◆ Problem requirements
What lines in the listing include "FieldName"? Return a copy of each.

Entries provided Block Start

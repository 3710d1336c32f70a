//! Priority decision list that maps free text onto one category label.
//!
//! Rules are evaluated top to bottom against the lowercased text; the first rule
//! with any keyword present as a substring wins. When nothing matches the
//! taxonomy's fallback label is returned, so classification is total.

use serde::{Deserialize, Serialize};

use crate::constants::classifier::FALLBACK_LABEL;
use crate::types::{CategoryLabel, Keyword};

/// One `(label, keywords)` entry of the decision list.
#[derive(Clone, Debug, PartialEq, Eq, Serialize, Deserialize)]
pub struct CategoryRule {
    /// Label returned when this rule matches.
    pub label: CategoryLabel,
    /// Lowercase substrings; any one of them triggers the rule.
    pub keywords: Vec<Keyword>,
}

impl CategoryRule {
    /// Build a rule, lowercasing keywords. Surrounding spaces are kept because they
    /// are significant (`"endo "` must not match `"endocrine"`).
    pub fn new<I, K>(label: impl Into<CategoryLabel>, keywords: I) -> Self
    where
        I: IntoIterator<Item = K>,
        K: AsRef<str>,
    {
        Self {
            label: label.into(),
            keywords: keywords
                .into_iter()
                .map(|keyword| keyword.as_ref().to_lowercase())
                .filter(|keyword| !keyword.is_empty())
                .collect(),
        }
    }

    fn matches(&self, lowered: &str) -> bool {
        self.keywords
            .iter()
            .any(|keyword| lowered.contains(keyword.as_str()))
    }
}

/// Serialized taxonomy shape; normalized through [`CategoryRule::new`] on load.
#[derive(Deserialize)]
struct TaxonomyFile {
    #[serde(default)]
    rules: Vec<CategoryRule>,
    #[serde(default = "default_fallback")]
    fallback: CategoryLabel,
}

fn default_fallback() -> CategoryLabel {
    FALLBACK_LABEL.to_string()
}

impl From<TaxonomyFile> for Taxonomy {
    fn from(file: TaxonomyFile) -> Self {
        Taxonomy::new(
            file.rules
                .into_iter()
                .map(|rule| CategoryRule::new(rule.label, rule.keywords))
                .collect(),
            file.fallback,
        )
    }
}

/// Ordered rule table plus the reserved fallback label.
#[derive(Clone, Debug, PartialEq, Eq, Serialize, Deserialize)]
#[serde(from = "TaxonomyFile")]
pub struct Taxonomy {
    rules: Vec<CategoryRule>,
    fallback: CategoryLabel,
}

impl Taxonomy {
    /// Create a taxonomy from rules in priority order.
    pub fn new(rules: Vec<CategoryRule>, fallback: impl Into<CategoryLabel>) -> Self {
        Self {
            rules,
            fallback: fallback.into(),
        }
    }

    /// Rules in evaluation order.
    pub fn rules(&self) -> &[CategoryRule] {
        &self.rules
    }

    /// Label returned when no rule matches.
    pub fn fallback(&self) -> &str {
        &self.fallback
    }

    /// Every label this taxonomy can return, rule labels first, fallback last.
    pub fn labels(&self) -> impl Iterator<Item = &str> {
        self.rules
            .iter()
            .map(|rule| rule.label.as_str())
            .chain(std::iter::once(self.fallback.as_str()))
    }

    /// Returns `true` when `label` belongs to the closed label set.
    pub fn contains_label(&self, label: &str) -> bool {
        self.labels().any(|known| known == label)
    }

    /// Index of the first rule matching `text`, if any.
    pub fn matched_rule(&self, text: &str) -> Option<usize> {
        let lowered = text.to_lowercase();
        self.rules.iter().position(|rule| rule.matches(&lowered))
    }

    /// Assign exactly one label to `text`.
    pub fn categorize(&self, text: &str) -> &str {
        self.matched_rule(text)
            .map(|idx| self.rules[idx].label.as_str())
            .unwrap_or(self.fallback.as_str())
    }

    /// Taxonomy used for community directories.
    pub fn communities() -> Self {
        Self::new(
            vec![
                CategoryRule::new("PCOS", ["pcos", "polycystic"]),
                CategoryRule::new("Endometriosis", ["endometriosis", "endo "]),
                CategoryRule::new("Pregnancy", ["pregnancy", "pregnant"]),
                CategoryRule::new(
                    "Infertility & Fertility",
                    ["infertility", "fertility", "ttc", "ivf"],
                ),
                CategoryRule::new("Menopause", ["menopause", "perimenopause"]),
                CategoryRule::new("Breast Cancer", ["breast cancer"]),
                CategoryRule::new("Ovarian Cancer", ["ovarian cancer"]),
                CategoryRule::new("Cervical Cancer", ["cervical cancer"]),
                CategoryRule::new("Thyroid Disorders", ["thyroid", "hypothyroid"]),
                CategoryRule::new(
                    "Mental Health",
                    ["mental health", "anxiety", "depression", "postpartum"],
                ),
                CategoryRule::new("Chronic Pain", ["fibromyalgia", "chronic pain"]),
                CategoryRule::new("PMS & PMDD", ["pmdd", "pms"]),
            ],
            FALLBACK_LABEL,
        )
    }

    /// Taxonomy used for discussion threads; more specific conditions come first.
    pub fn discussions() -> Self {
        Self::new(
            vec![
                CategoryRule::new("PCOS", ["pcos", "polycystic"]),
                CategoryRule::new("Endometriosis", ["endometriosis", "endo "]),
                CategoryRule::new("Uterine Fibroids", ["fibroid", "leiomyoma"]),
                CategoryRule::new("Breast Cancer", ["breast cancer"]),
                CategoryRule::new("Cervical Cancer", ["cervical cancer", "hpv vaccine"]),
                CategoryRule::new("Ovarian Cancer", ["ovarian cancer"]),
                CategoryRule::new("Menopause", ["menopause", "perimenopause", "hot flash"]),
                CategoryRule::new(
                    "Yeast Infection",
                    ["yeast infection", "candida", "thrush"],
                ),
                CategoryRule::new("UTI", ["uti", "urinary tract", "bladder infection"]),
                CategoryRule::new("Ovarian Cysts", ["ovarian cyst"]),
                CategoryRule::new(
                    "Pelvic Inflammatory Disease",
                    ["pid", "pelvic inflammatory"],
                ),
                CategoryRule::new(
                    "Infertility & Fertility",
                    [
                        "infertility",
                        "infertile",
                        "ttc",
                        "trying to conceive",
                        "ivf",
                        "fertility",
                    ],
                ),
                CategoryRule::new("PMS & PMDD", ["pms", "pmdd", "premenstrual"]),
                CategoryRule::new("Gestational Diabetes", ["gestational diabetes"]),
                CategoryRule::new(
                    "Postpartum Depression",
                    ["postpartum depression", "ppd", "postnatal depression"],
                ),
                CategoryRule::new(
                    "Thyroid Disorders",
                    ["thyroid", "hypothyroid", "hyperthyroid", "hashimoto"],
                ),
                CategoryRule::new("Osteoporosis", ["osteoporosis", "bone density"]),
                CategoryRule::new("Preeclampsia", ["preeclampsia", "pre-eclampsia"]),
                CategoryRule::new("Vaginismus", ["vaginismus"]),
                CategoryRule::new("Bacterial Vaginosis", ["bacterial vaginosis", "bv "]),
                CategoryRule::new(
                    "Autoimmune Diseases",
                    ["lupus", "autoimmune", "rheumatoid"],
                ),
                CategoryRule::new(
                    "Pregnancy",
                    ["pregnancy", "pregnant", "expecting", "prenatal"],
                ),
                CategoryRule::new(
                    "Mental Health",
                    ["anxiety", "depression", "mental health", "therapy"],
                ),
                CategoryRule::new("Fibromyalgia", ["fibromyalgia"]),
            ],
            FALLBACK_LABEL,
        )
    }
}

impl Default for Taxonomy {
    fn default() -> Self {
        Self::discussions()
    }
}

Entries provided Block End
Entries provided Block Start

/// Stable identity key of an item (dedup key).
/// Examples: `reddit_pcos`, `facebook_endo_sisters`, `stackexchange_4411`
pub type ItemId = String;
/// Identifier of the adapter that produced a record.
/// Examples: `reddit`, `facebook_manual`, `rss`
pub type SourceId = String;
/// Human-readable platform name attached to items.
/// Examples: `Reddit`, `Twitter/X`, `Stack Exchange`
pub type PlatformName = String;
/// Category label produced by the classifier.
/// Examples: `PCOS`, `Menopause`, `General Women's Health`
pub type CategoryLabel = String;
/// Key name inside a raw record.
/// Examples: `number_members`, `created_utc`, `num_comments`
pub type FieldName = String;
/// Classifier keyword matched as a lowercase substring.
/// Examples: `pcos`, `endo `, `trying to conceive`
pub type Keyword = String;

Entries provided Block End
Entries provided Block Start

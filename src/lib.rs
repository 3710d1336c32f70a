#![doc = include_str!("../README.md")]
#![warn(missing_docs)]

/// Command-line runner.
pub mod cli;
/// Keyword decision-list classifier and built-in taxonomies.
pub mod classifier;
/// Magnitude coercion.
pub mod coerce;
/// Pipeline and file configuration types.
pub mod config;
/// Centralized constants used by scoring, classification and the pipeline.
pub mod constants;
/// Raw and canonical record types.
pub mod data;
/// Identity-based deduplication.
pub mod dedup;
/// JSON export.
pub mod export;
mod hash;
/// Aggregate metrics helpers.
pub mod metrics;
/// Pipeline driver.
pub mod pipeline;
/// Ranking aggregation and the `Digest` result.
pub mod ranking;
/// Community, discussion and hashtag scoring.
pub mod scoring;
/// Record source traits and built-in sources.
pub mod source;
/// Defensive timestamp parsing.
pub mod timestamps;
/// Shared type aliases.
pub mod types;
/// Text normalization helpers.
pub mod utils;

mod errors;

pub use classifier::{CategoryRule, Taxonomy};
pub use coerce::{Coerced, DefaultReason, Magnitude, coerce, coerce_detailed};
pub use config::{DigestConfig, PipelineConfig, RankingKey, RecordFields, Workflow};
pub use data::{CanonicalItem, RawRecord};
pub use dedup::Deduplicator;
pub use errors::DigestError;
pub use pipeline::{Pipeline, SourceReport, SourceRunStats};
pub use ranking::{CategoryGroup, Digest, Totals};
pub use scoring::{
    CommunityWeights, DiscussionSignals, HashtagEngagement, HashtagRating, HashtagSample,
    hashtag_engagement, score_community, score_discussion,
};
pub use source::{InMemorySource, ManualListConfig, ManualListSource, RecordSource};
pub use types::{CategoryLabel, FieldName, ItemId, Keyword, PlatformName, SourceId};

Entries provided Block End

◆ Expected answer
pub type FieldName = String;
pub use types::{CategoryLabel, FieldName, ItemId, Keyword, PlatformName, SourceId};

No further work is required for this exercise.